懲役……拘禁に加えて作業義務が課される。刑期は1年未満から無期懲役まで、幅がある。
罰金・科料……額面1万円以上が罰金。1,000円以上1万円未満が科料。払えない場合、刑務所内での作業で清算することも可能(労役場留置〈ろうえきじょうりゅうち〉)。期間は、罰金で1日以上2
年以下、科料で1日以上30日以下。1日5,000円~1万円の換算で働くことになる。
死刑……極刑ともいう。死刑囚は、死刑が執行されて初めて受刑者となるため、立場上、執行前は未決囚。そのため、刑務所には移送されず、処刑場のある拘置所か、刑務所内の拘置支所に収容されるのが通例。
●犯歴票(p158)
犯罪人名簿……地方検察庁から刑罰確定者の情報が通知されると、主に選挙権・被選挙権を確認するために前科情報が記載される名簿名簿。市区町村ごとに管理する。外部に漏れないよう、厳重に管理される。
犯歴票……罰金以上の刑が確定した場合、記載・保存される。検察庁が管理、刑事裁判の資料という位置付け。照会可能なのは検察官、検察事務官のみ。

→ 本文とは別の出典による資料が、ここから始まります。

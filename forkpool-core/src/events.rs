use serde::{Deserialize, Serialize};
use tokio::sync::broadcast;
use tracing::{debug, info};

use crate::{ChildId, ExitStatus, WorkerId};

/// A human-readable status line from a child supervisor.
#[derive(Debug, Clone, PartialEq, Eq, Serialize, Deserialize)]
pub struct LogEvent {
    pub child: ChildId,
    pub message: String,
}

#[derive(Debug, Clone, Copy, PartialEq, Eq, Serialize, Deserialize)]
#[serde(rename_all = "lowercase")]
pub enum StatusKind {
    Spawn,
    Exit,
}

/// Structured lifecycle record: `{event, id, code?, signal?}` tagged with the
/// owning child.
#[derive(Debug, Clone, PartialEq, Eq, Serialize, Deserialize)]
pub struct StatusEvent {
    pub child: ChildId,
    pub event: StatusKind,
    pub id: WorkerId,
    #[serde(skip_serializing_if = "Option::is_none", default)]
    pub code: Option<i32>,
    #[serde(skip_serializing_if = "Option::is_none", default)]
    pub signal: Option<String>,
}

impl StatusEvent {
    pub fn spawn(child: ChildId, id: WorkerId) -> Self {
        Self {
            child,
            event: StatusKind::Spawn,
            id,
            code: None,
            signal: None,
        }
    }

    pub fn exit(child: ChildId, id: WorkerId, status: &ExitStatus) -> Self {
        Self {
            child,
            event: StatusKind::Exit,
            id,
            code: status.code(),
            signal: status.signal().map(str::to_string),
        }
    }
}

/// Publisher side of the log and status streams.
///
/// Cloning is cheap; every clone publishes to the same subscribers. Events
/// published while nobody is subscribed are dropped.
#[derive(Debug, Clone)]
pub struct EventSink {
    logs: broadcast::Sender<LogEvent>,
    status: broadcast::Sender<StatusEvent>,
}

impl Default for EventSink {
    fn default() -> Self {
        Self::new(1024)
    }
}

impl EventSink {
    pub fn new(capacity: usize) -> Self {
        let capacity = capacity.max(1);
        let (logs, _) = broadcast::channel(capacity);
        let (status, _) = broadcast::channel(capacity);
        Self { logs, status }
    }

    pub fn log(&self, child: ChildId, message: impl Into<String>) {
        let message = message.into();
        info!(%child, "{}", message);
        let _ = self.logs.send(LogEvent { child, message });
    }

    pub fn status(&self, event: StatusEvent) {
        debug!(
            child = %event.child,
            worker = %event.id,
            "status {:?} (code: {:?}, signal: {:?})",
            event.event,
            event.code,
            event.signal
        );
        let _ = self.status.send(event);
    }

    pub fn subscribe_logs(&self) -> broadcast::Receiver<LogEvent> {
        self.logs.subscribe()
    }

    pub fn subscribe_status(&self) -> broadcast::Receiver<StatusEvent> {
        self.status.subscribe()
    }
}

犯歴票から名前が抹消されることはないが、犯罪名簿からは、以下の条件をクリアすれば抹消される。
① 執行猶予で問題なく期間満了。
② 罰金以下の刑の場合、釈放後に5年間再犯なし。
③ 禁固以上の刑の場合、釈放後に10年間再犯なし。
④ 大赦や特赦を受けたとき。
●女子少年院(p165)
愛光女子学園、交野女子学院、貴船原少女苑、など。
法務教官はほぼ女性のため、防犯対策は外部に依頼(セコムに加入)している。
男子の場合、窃盗などで少年院に収容されることが多いが、女子の場合、覚醒剤や殺人で女子少年院に収容されるケースが多い。